- _BRIEF_: Go through the records and extract every line with the word "children".

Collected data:
□ □ □
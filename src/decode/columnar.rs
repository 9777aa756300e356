// Copyright (c) 2025 ADBC Drivers Contributors
//
// Licensed under the Apache License, Version 2.0 (the "License");
// you may not use this file except in compliance with the License.
// You may obtain a copy of the License at
//
//     http://www.apache.org/licenses/LICENSE-2.0
//
// Unless required by applicable law or agreed to in writing, software
// distributed under the License is distributed on an "AS IS" BASIS,
// WITHOUT WARRANTIES OR CONDITIONS OF ANY KIND, either express or implied.
// See the License for the specific language governing permissions and
// limitations under the License.

//! Native Arrow batches from the server's physical encodings.
//!
//! Wire batches carry storage encodings (scaled integers for FIXED, TIME and
//! timestamps, `{epoch, fraction, timezone}` structs for TIMESTAMP_TZ). Raw
//! batch access hands out batches rewritten into native Arrow types instead,
//! so the schema depends only on the column types and the options:
//!
//! | Snowflake | Arrow |
//! |-----------|-------|
//! | FIXED, scale 0 | `Int64` (`Decimal128` with higher precision) |
//! | FIXED, scale > 0 | `Float64` (`Decimal128` with higher precision) |
//! | REAL | `Float64` |
//! | BOOLEAN | `Boolean` |
//! | DATE | `Date32` |
//! | TIME | `Time64(ns)` |
//! | TIMESTAMP_NTZ | `Timestamp(unit)` |
//! | TIMESTAMP_LTZ / TZ | `Timestamp(unit, "UTC")` |
//! | BINARY | `Binary` |
//! | structured OBJECT / ARRAY / MAP | `Struct` / `List` / `Map` of the above |
//! | anything else | `Utf8` |

use crate::decode::arrow::ArrowCursor;
use crate::decode::scalar::{format_decimal, DecodeOptions};
use crate::decode::structured::{decode_value, nested_type};
use crate::error::{Error, Result, SnowflakeErrorHelper};
use crate::types::schema::{ColumnType, ResultSchema, ResultSchemaRef, TypeKind};
use crate::value::{StructuredValue, Value};
use arrow_array::{
    ArrayRef, BinaryArray, BooleanArray, Date32Array, Decimal128Array, Float64Array, Int64Array,
    ListArray, MapArray, RecordBatch, RecordBatchOptions, StringArray, StructArray,
    Time64NanosecondArray, TimestampMicrosecondArray, TimestampMillisecondArray,
    TimestampNanosecondArray, TimestampSecondArray,
};
use arrow_buffer::{NullBuffer, OffsetBuffer};
use arrow_schema::{DataType, Field, FieldRef, Fields, Schema, SchemaRef, TimeUnit};
use chrono::{DateTime, Datelike, Timelike, Utc};
use num_bigint::BigInt;
use std::sync::Arc;
use tracing::trace;

/// Days from 0001-01-01 to 1970-01-01.
const UNIX_EPOCH_DAYS_FROM_CE: i32 = 719_163;

/// Unit of converted timestamp columns.
#[derive(Debug, Clone, Copy, Default, PartialEq, Eq)]
pub enum TimestampUnit {
    Second,
    Millisecond,
    Microsecond,
    #[default]
    Nanosecond,
}

impl TimestampUnit {
    /// Parse `s`, `ms`, `us` or `ns` (or the unit's full name).
    pub fn parse(value: &str) -> Option<Self> {
        match value.trim().to_ascii_lowercase().as_str() {
            "s" | "second" => Some(Self::Second),
            "ms" | "millisecond" => Some(Self::Millisecond),
            "us" | "microsecond" => Some(Self::Microsecond),
            "ns" | "nanosecond" => Some(Self::Nanosecond),
            _ => None,
        }
    }

    pub fn time_unit(self) -> TimeUnit {
        match self {
            Self::Second => TimeUnit::Second,
            Self::Millisecond => TimeUnit::Millisecond,
            Self::Microsecond => TimeUnit::Microsecond,
            Self::Nanosecond => TimeUnit::Nanosecond,
        }
    }
}

/// Options shaping the converted schema.
#[derive(Debug, Clone, Copy, Default, PartialEq, Eq)]
pub struct BatchOptions {
    /// Keep FIXED columns exact as `Decimal128`.
    pub higher_precision: bool,
    pub timestamp_unit: TimestampUnit,
}

/// Arrow type a column converts to.
pub fn target_type(column_type: &ColumnType, options: &BatchOptions) -> DataType {
    let unit = options.timestamp_unit.time_unit();
    match column_type.kind {
        TypeKind::Fixed if options.higher_precision => DataType::Decimal128(
            column_type.precision.unwrap_or(38).clamp(1, 38) as u8,
            column_type.scale.min(38) as i8,
        ),
        TypeKind::Fixed if column_type.scale == 0 => DataType::Int64,
        TypeKind::Fixed | TypeKind::Real => DataType::Float64,
        TypeKind::Boolean => DataType::Boolean,
        TypeKind::Date => DataType::Date32,
        TypeKind::Time => DataType::Time64(TimeUnit::Nanosecond),
        TypeKind::TimestampNtz => DataType::Timestamp(unit, None),
        TypeKind::TimestampLtz | TypeKind::TimestampTz => {
            DataType::Timestamp(unit, Some("UTC".into()))
        }
        TypeKind::Binary => DataType::Binary,
        TypeKind::Object if column_type.is_structured() => DataType::Struct(
            column_type
                .fields
                .iter()
                .map(|meta| Field::new(&meta.name, target_type(&meta.column_type, options), true))
                .collect::<Fields>(),
        ),
        TypeKind::Array if column_type.is_structured() => DataType::List(Arc::new(Field::new(
            "item",
            target_type(&nested_type(column_type, 0), options),
            true,
        ))),
        TypeKind::Map => {
            let entries = Fields::from(vec![
                Field::new("key", target_type(&nested_type(column_type, 0), options), false),
                Field::new("value", target_type(&nested_type(column_type, 1), options), true),
            ]);
            DataType::Map(
                Arc::new(Field::new("entries", DataType::Struct(entries), false)),
                false,
            )
        }
        // Text, semi-structured and unknown types travel as strings.
        _ => DataType::Utf8,
    }
}

/// Converted Arrow schema of a result.
pub fn arrow_schema_for(schema: &ResultSchema, options: &BatchOptions) -> SchemaRef {
    let fields: Vec<Field> = schema
        .columns()
        .iter()
        .map(|col| {
            Field::new(
                &col.name,
                target_type(&col.column_type, options),
                col.column_type.nullable,
            )
        })
        .collect();
    Arc::new(Schema::new(fields))
}

/// Rewrites wire batches into the converted schema.
#[derive(Debug, Clone)]
pub struct BatchConverter {
    schema: ResultSchemaRef,
    target: SchemaRef,
    decode: DecodeOptions,
}

impl BatchConverter {
    pub fn new(schema: ResultSchemaRef, options: BatchOptions, decode: &DecodeOptions) -> Self {
        let target = arrow_schema_for(&schema, &options);
        // Leaves are read exactly and narrowed by the target type.
        let decode = DecodeOptions {
            higher_precision: true,
            formats: decode.formats.clone(),
        };
        Self {
            schema,
            target,
            decode,
        }
    }

    /// Schema of every converted batch.
    pub fn schema(&self) -> SchemaRef {
        self.target.clone()
    }

    pub fn convert(&self, batch: &RecordBatch) -> Result<RecordBatch> {
        if batch.num_columns() != self.schema.len() {
            return Err(SnowflakeErrorHelper::decode().message(format!(
                "batch has {} columns, schema has {}",
                batch.num_columns(),
                self.schema.len()
            )));
        }

        let columns = batch
            .columns()
            .iter()
            .zip(self.schema.columns())
            .zip(self.target.fields())
            .map(|((array, column), field)| {
                let values = (0..batch.num_rows())
                    .map(|row| {
                        decode_value(
                            &ArrowCursor::new(array.as_ref(), row),
                            &column.column_type,
                            &self.decode,
                        )
                    })
                    .collect::<Result<Vec<_>>>()?;
                build_array(values, &column.column_type, field.data_type())
            })
            .zip(self.schema.columns())
            .map(|(result, column)| {
                result.map_err(|e| {
                    SnowflakeErrorHelper::decode()
                        .message(format!("column {}: {}", column.name, e.message()))
                })
            })
            .collect::<Result<Vec<ArrayRef>>>()?;

        trace!(
            "Converted batch of {} rows, {} columns",
            batch.num_rows(),
            columns.len()
        );
        let options = RecordBatchOptions::new().with_row_count(Some(batch.num_rows()));
        RecordBatch::try_new_with_options(self.target.clone(), columns, &options)
            .map_err(arrow_error)
    }

    pub fn convert_all(&self, batches: &[RecordBatch]) -> Result<Vec<RecordBatch>> {
        batches.iter().map(|batch| self.convert(batch)).collect()
    }
}

fn arrow_error(e: arrow_schema::ArrowError) -> Error {
    SnowflakeErrorHelper::decode().message(format!("failed to build Arrow array: {}", e))
}

fn mismatch(value: &Value, data_type: &DataType) -> Error {
    SnowflakeErrorHelper::decode().message(format!(
        "cannot store {} value as {}",
        value.type_name(),
        data_type
    ))
}

fn validity(values: &[Value]) -> Option<NullBuffer> {
    values
        .iter()
        .any(Value::is_null)
        .then(|| NullBuffer::from(values.iter().map(|v| !v.is_null()).collect::<Vec<bool>>()))
}

/// Leaf values mapped one by one; nulls stay null.
fn leaves<T>(
    values: &[Value],
    data_type: &DataType,
    convert: impl Fn(&Value) -> Option<T>,
) -> Result<Vec<Option<T>>> {
    values
        .iter()
        .map(|value| match value {
            Value::Null => Ok(None),
            other => convert(other)
                .map(Some)
                .ok_or_else(|| mismatch(other, data_type)),
        })
        .collect()
}

fn build_array(values: Vec<Value>, column_type: &ColumnType, data_type: &DataType) -> Result<ArrayRef> {
    let array: ArrayRef = match data_type {
        DataType::Int64 => Arc::new(Int64Array::from(leaves(&values, data_type, as_i64)?)),
        DataType::Float64 => Arc::new(Float64Array::from(leaves(&values, data_type, as_f64)?)),
        DataType::Decimal128(precision, scale) => {
            let unscaled = leaves(&values, data_type, |v| as_i128(v, *scale))?;
            Arc::new(
                Decimal128Array::from(unscaled)
                    .with_precision_and_scale(*precision, *scale)
                    .map_err(arrow_error)?,
            )
        }
        DataType::Boolean => Arc::new(BooleanArray::from(leaves(&values, data_type, |v| match v {
            Value::Bool(b) => Some(*b),
            _ => None,
        })?)),
        DataType::Date32 => Arc::new(Date32Array::from(leaves(&values, data_type, |v| match v {
            Value::Date(d) => Some(d.num_days_from_ce() - UNIX_EPOCH_DAYS_FROM_CE),
            _ => None,
        })?)),
        DataType::Time64(TimeUnit::Nanosecond) => {
            Arc::new(Time64NanosecondArray::from(leaves(&values, data_type, |v| match v {
                Value::Time(t) => Some(
                    i64::from(t.num_seconds_from_midnight()) * 1_000_000_000
                        + i64::from(t.nanosecond()),
                ),
                _ => None,
            })?))
        }
        DataType::Timestamp(unit, timezone) => {
            let instants = leaves(&values, data_type, |v| {
                instant_of(v).and_then(|instant| in_unit(&instant, unit))
            })?;
            timestamp_array(instants, unit, timezone.clone())
        }
        DataType::Binary => Arc::new(BinaryArray::from_iter(leaves(
            &values,
            data_type,
            |v| match v {
                Value::Binary(b) => Some(b.clone()),
                _ => None,
            },
        )?)),
        DataType::Utf8 => Arc::new(StringArray::from_iter(leaves(&values, data_type, |v| {
            match v {
                Value::Text(s) => Some(s.clone()),
                _ => None,
            }
        })?)),
        DataType::Struct(fields) => build_struct(values, column_type, fields)?,
        DataType::List(item) => build_list(values, column_type, item)?,
        DataType::Map(entries, sorted) => build_map(values, column_type, entries, *sorted)?,
        other => {
            return Err(SnowflakeErrorHelper::decode()
                .message(format!("no conversion to Arrow type {}", other)))
        }
    };
    Ok(array)
}

fn build_struct(values: Vec<Value>, column_type: &ColumnType, fields: &Fields) -> Result<ArrayRef> {
    let nulls = validity(&values);
    let mut children: Vec<Vec<Value>> = vec![Vec::with_capacity(values.len()); fields.len()];

    for value in values {
        let mut pairs = match value {
            Value::Structured(StructuredValue::Object(pairs)) => pairs.into_iter(),
            Value::Null => Vec::new().into_iter(),
            other => return Err(mismatch(&other, &DataType::Struct(fields.clone()))),
        };
        for child in children.iter_mut() {
            child.push(pairs.next().map(|(_, v)| v).unwrap_or(Value::Null));
        }
    }

    let arrays = children
        .into_iter()
        .zip(fields.iter())
        .zip(column_type.fields.iter())
        .map(|((child, field), meta)| build_array(child, &meta.column_type, field.data_type()))
        .collect::<Result<Vec<_>>>()?;
    Ok(Arc::new(
        StructArray::try_new(fields.clone(), arrays, nulls).map_err(arrow_error)?,
    ))
}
□ □ □
- _WRITTEN SOLUTION_:
    let mut children: Vec<Vec<Value>> = vec![Vec::with_capacity(values.len()); fields.len()];
        for child in children.iter_mut() {
    let arrays = children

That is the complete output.